What is needed:
Among the entries below, find all lines that include "VerificationFailed" and copy them.

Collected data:
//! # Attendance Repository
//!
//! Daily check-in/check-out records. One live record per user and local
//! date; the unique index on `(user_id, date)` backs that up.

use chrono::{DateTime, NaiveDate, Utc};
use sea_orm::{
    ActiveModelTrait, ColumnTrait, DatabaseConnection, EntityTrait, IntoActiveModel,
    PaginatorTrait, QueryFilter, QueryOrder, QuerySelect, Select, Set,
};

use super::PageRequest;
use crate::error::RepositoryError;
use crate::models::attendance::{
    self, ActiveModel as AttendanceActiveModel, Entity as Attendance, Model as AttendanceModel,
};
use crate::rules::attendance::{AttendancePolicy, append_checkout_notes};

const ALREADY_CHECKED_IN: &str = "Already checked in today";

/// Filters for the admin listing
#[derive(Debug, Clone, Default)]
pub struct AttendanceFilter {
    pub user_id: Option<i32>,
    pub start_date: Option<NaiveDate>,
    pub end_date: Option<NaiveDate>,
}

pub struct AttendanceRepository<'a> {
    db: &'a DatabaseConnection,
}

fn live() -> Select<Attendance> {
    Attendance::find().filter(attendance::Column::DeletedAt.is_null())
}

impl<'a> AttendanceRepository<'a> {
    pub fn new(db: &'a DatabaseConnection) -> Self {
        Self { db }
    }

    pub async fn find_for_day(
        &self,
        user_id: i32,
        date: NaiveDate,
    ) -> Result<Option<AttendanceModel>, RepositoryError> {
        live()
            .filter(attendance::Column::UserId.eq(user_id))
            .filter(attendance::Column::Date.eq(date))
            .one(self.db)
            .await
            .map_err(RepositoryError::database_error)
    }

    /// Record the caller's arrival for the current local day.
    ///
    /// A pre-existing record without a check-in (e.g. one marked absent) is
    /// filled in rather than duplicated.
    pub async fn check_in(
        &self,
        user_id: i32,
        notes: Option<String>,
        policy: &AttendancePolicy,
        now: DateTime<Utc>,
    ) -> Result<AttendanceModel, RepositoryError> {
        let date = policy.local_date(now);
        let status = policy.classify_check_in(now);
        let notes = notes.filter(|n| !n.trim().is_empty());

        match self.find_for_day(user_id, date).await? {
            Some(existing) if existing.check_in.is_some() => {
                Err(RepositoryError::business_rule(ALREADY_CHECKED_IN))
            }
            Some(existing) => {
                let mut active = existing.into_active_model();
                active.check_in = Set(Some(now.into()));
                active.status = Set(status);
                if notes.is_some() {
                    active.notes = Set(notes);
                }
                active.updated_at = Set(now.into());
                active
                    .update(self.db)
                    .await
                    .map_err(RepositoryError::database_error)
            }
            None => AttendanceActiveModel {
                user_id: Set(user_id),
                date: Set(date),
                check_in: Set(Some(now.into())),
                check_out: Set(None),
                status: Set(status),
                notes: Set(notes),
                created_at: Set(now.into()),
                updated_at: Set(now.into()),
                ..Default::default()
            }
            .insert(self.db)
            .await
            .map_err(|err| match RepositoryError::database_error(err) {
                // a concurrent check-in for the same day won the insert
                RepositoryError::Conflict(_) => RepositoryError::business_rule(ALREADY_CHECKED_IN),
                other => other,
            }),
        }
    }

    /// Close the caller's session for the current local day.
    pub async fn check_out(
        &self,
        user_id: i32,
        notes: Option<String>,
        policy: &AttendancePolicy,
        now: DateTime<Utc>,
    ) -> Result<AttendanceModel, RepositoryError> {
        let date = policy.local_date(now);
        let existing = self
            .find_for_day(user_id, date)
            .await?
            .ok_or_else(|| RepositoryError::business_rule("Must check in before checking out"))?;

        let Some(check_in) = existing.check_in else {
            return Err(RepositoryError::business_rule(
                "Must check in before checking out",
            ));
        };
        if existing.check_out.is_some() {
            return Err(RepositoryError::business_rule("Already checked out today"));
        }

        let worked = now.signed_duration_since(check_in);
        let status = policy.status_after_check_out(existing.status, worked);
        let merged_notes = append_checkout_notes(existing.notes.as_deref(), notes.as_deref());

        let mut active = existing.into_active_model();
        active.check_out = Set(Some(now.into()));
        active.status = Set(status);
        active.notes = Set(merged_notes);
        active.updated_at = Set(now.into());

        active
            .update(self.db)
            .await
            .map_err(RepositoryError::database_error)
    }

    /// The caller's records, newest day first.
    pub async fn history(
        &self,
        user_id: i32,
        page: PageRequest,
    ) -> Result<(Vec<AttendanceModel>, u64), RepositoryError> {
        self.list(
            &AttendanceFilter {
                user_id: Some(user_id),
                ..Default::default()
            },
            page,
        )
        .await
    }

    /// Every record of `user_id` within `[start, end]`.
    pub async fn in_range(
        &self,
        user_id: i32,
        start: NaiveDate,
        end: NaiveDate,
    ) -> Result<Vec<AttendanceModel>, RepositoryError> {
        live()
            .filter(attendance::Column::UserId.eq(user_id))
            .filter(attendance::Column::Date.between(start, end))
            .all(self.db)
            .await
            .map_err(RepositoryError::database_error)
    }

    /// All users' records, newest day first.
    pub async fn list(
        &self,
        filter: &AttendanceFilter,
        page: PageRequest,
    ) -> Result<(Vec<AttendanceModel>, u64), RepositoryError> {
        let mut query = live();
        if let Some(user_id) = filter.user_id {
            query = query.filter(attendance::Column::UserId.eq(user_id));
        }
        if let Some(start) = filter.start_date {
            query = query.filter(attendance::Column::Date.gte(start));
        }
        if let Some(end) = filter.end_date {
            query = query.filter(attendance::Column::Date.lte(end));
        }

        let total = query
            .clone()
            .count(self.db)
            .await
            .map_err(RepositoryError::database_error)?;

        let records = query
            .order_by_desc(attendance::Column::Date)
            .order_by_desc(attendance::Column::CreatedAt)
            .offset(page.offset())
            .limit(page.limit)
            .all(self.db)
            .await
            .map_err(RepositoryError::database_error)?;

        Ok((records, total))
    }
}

==

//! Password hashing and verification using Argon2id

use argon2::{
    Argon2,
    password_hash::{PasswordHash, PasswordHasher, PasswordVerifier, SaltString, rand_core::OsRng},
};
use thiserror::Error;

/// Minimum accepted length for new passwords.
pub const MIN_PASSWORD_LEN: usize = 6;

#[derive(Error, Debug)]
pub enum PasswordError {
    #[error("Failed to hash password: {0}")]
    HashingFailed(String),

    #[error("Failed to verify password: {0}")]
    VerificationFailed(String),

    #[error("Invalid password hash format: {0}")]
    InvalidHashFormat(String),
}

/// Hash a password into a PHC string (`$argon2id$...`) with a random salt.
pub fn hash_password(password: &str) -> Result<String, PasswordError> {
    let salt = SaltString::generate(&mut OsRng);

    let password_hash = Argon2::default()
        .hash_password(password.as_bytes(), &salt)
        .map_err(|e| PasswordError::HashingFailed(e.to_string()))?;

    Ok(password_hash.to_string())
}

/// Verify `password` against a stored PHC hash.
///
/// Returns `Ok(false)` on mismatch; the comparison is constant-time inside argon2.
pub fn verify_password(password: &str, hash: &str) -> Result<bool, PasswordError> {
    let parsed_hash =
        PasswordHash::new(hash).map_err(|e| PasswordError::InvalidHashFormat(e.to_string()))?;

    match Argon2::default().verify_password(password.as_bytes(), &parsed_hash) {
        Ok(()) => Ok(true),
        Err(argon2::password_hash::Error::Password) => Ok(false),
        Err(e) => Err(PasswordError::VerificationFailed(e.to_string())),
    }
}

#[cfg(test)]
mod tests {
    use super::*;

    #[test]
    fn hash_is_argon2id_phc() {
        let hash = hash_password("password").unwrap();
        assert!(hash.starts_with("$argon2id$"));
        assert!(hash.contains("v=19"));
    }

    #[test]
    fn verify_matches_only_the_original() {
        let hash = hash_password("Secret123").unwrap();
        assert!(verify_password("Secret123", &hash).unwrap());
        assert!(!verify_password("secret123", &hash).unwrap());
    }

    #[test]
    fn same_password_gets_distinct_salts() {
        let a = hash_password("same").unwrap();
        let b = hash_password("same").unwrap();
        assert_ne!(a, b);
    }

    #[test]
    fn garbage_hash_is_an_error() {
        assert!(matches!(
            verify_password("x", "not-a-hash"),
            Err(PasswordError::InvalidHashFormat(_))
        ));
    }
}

Output of the task:
    VerificationFailed(String),
        Err(e) => Err(PasswordError::VerificationFailed(e.to_string())),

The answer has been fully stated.